학술논문
Genetically programmed alternative splicing of NEMO mediates an autoinflammatory disease phenotype
Document Type
article
Author
Lee, Younglang; Wessel, Alex W; Xu, Jiazhi; Reinke, Julia G; Lee, Eries; Kim, Somin M; Hsu, Amy P; Zilberman-Rudenko, Jevgenia; Cao, Sha; Enos, Clinton; Brooks, Stephen R; Deng, Zuoming; Lin, Bin; de Jesus, Adriana A; Hupalo, Daniel N; Piotto, Daniela GP; Terreri, Maria T; Dimitriades, Victoria R; Dalgard, Clifton L; Holland, Steven M; Goldbach-Mansky, Raphaela; Siegel, Richard M; Hanson, Eric P
Source
Journal of Clinical Investigation. 132(6)
Subject
Language
Abstract
Host defense and inflammation are regulated by the NF-κB essential modulator (NEMO), a scaffolding protein with a broad immune cell and tissue expression profile.
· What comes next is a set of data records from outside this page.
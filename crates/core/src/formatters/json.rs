use crate::Result;
use serde::Serialize;

/// Configuration for JSON output
#[derive(Debug, Clone)]
pub struct JsonConfig {
    /// Pretty print JSON output
    pub pretty: bool,
}

impl Default for JsonConfig {
    fn default() -> Self {
        Self { pretty: true }
    }
}

/// Convert any weather record (or sequence of records) to JSON
pub fn to_json<T: Serialize + ?Sized>(value: &T, config: &JsonConfig) -> Result<String> {
    if config.pretty { Ok(serde_json::to_string_pretty(value)?) } else { Ok(serde_json::to_string(value)?) }
}
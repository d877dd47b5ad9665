//! Weather records returned by providers.
//!
//! All records are plain values built fresh on every call. They serialize
//! with serde so the aggregator can hand them on as JSON; dates serialize in
//! ISO form (`2026-10-17`).

use chrono::NaiveDate;
use serde::Serialize;

/// Conditions right now.
#[derive(Debug, Clone, PartialEq, Serialize)]
pub struct CurrentWeather {
    /// Absolute URL of the condition icon.
    pub image: String,
    /// Temperature in whole degrees Celsius.
    pub temperature: i32,
}

/// Daily temperature extremes, in the order the page lists them.
///
/// `min <= max` is not guaranteed.
#[derive(Debug, Clone, Copy, PartialEq, Eq, Serialize)]
pub struct TemperatureRange {
    pub min: i32,
    pub max: i32,
}

/// Precipitation for one forecast slot.
#[derive(Debug, Clone, Copy, PartialEq, Serialize)]
pub struct Precipitation {
    /// Volume in millimetres; 0 when the page shows none.
    pub value: f64,
    /// Chance of rain in percent, when the source exposes one.
    pub probability: Option<u32>,
}

/// One column of the multi-day forecast.
#[derive(Debug, Clone, PartialEq, Serialize)]
pub struct DayForecast {
    pub image: String,
    /// Day-of-month as shown on the page.
    pub day: u32,
    /// Calendar date reconstructed from `day`.
    pub date: NaiveDate,
    pub temperature: TemperatureRange,
    pub precipitation: Precipitation,
}

/// One card of the hourly forecast.
#[derive(Debug, Clone, PartialEq, Serialize)]
pub struct HourForecast {
    /// Hour of day, 0–23.
    pub hour: u32,
    pub image: String,
    pub temperature: i32,
    pub precipitation: Precipitation,
}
Hypomorphic mutations in inhibitor of NF-κB kinase regulatory subunit gamma (IKBKG) encoding NEMO typically present with immunodeficiency. Here, we characterized a pediatric autoinflammatory syndrome in 3 unrelated male patients with distinct X-linked IKBKG germline mutations that led to overexpression of a NEMO protein isoform lacking the domain encoded by exon 5 (NEMO-Δex5). This isoform failed to associate with TANK binding kinase 1 (TBK1), and dermal fibroblasts from affected patients activated NF-κB in response to TNF but not TLR3 or RIG-I-like receptor (RLR) stimulation when isoform levels were high. By contrast, T cells, monocytes, and macrophages that expressed NEMO-Δex5 exhibited increased NF-κB activation and IFN production, and blood cells from these patients expressed a strong IFN and NF-κB transcriptional signature. Immune cells and TNF-stimulated dermal fibroblasts upregulated the inducible IKK protein (IKKi) that was stabilized by NEMO-Δex5, promoting type I IFN induction and antiviral responses. These data revealed how IKBKG mutations that lead to alternative splicing of skipping exon 5 cause a clinical phenotype we have named NEMO deleted exon 5 autoinflammatory syndrome (NDAS), distinct from the immune deficiency syndrome resulting from loss-of-function IKBKG mutations.